* _EXERCISE_: For the listing below, give the number of lines that hold the string "EventScheduler", without anything else.
━━━ GIVEN INFORMATION
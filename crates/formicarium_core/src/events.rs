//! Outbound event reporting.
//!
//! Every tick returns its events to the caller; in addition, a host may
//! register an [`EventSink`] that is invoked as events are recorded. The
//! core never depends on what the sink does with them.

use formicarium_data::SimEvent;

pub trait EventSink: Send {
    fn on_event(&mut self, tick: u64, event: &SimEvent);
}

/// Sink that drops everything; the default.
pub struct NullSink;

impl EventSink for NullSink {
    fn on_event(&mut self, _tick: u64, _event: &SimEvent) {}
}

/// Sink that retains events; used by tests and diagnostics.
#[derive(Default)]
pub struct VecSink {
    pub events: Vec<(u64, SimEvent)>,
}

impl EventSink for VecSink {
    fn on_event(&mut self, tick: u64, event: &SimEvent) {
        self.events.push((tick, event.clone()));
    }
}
━━━━━━
━━━ GIVEN INFORMATION
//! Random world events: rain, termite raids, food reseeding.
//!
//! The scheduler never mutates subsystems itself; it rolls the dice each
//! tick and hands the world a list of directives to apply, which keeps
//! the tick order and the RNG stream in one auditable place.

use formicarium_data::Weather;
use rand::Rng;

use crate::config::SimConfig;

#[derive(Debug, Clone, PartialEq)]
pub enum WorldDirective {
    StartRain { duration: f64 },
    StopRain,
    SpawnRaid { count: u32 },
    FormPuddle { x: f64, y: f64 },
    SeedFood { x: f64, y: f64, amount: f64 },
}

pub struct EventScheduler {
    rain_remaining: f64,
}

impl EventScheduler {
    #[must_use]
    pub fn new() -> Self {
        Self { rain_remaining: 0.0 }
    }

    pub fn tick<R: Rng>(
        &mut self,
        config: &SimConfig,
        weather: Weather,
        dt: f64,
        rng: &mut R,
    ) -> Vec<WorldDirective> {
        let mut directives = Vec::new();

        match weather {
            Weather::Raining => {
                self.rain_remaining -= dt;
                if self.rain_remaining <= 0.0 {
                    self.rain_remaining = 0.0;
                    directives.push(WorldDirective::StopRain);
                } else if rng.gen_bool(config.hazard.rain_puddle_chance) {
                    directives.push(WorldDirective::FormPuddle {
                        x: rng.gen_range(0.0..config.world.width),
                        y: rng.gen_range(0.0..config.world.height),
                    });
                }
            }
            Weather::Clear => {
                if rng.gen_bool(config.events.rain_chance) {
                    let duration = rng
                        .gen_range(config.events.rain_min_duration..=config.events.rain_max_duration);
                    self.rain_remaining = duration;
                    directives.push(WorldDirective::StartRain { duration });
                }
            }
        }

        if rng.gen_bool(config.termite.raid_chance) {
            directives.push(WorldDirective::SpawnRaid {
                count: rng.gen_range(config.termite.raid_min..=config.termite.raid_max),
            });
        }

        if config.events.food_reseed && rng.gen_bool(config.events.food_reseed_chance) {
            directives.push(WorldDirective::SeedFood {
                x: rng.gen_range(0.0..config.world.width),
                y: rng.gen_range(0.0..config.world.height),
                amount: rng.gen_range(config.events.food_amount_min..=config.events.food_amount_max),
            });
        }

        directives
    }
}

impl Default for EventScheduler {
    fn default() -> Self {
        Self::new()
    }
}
━━━━━━
━━━ GIVEN INFORMATION
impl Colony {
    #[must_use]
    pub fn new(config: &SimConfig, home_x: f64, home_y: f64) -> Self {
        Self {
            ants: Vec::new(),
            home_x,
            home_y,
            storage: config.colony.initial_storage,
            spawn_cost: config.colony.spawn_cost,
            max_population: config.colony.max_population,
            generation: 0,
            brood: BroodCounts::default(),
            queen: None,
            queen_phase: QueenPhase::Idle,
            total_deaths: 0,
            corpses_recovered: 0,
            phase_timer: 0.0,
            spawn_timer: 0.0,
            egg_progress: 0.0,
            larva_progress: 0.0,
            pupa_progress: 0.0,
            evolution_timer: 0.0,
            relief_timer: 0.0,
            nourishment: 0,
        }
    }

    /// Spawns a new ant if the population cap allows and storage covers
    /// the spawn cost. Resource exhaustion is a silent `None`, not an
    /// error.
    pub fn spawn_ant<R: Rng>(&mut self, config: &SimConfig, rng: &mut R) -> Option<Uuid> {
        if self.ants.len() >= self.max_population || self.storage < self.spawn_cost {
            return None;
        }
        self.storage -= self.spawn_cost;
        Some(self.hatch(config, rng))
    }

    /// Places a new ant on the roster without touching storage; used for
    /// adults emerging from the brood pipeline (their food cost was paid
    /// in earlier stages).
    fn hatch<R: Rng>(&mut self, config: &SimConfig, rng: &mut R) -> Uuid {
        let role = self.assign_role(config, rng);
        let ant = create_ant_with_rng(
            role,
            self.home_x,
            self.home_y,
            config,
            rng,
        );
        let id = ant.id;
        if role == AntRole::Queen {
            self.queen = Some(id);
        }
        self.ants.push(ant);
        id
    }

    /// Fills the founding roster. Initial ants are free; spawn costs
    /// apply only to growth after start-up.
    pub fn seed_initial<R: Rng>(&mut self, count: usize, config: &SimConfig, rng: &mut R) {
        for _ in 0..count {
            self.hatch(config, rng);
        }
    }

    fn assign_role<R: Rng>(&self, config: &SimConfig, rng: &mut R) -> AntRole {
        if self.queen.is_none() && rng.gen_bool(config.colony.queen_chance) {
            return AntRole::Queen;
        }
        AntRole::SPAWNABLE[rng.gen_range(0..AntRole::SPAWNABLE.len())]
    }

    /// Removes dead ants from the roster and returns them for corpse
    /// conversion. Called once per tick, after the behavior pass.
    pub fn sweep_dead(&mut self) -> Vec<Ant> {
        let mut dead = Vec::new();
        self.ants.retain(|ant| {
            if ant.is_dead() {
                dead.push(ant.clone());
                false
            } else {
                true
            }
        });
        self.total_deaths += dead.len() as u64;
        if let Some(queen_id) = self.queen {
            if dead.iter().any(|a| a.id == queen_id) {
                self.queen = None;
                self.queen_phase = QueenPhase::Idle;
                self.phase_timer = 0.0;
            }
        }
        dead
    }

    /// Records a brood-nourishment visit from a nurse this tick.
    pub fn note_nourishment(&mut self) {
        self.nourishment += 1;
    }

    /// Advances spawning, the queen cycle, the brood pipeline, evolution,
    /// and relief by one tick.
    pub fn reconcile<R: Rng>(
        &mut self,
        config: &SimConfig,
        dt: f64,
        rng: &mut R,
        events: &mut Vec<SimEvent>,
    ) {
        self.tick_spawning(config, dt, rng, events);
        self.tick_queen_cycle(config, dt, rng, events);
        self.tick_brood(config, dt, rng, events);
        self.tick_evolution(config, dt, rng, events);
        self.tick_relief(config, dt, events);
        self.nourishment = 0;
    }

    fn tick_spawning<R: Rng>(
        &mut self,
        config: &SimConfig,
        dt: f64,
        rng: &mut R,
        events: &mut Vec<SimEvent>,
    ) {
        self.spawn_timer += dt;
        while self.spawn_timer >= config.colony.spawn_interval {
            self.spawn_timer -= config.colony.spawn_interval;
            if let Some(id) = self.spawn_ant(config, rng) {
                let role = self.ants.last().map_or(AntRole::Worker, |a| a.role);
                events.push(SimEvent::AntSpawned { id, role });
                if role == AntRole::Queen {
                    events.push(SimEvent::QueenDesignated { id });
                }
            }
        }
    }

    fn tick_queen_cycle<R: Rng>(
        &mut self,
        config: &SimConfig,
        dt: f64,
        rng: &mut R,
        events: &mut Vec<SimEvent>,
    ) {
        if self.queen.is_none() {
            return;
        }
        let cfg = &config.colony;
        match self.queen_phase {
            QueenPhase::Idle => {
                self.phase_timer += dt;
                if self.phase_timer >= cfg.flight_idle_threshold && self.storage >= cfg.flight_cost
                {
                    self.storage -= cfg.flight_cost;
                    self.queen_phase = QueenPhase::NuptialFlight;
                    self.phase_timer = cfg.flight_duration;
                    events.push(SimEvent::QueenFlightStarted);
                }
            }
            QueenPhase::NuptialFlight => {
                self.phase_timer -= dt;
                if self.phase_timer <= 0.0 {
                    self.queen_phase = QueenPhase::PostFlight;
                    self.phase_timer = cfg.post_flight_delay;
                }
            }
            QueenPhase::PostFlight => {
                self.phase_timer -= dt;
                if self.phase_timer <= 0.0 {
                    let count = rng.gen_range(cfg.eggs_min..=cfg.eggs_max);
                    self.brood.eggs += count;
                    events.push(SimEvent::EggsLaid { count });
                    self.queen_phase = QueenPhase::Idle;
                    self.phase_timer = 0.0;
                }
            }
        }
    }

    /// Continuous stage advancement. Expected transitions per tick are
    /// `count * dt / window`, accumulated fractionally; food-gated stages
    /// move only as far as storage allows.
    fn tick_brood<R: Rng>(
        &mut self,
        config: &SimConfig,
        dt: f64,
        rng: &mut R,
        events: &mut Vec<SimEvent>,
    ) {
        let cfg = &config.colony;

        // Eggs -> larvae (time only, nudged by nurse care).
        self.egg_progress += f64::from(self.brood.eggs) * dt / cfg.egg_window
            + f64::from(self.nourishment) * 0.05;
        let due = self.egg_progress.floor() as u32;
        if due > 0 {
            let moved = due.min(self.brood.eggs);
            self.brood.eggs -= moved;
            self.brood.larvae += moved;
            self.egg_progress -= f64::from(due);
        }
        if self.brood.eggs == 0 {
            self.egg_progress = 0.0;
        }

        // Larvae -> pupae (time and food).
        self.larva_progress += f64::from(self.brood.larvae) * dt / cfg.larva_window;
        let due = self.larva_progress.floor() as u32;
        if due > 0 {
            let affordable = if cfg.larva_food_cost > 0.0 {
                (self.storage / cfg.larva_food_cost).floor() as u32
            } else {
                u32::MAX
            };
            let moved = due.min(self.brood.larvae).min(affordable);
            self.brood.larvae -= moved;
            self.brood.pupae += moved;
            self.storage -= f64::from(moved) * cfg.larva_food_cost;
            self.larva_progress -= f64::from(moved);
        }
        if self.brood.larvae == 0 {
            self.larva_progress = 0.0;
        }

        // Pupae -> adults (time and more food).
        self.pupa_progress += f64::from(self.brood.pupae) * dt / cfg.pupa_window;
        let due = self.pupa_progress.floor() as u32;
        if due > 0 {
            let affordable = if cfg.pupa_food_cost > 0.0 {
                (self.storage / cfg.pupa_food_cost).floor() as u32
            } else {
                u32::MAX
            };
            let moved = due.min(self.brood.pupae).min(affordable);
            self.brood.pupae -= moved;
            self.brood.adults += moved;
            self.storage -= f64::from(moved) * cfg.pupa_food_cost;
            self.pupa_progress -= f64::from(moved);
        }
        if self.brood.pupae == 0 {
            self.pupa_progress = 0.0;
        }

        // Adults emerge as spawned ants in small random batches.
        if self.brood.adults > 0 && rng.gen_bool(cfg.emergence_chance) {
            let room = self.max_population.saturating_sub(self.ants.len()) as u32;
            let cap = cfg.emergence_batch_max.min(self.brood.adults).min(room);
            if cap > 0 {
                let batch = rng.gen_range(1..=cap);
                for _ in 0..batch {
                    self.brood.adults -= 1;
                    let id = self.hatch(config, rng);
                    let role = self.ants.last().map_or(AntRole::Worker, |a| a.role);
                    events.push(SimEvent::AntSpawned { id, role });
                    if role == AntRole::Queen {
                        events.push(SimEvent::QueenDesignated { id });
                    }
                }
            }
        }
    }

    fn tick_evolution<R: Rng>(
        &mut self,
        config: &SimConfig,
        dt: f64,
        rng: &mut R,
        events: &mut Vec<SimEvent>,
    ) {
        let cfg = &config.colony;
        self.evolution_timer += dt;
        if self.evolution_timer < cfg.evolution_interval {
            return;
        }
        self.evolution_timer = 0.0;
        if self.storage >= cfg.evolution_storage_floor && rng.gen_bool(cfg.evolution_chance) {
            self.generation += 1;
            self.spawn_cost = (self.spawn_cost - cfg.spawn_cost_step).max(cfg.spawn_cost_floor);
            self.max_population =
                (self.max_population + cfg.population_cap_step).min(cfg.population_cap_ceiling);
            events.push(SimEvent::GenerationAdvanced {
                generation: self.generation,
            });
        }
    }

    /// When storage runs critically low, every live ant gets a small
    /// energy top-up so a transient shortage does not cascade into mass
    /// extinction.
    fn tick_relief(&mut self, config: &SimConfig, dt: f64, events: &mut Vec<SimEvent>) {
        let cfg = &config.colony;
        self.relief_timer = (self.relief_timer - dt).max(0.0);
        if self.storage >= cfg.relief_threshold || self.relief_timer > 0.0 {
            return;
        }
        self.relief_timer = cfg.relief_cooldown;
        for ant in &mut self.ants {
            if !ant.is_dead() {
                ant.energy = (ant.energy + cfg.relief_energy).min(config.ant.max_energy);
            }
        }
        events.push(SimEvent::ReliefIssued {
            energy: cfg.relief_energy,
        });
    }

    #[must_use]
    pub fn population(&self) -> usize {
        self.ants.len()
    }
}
━━━━━━
* _EXERCISE OUTPUT_: 3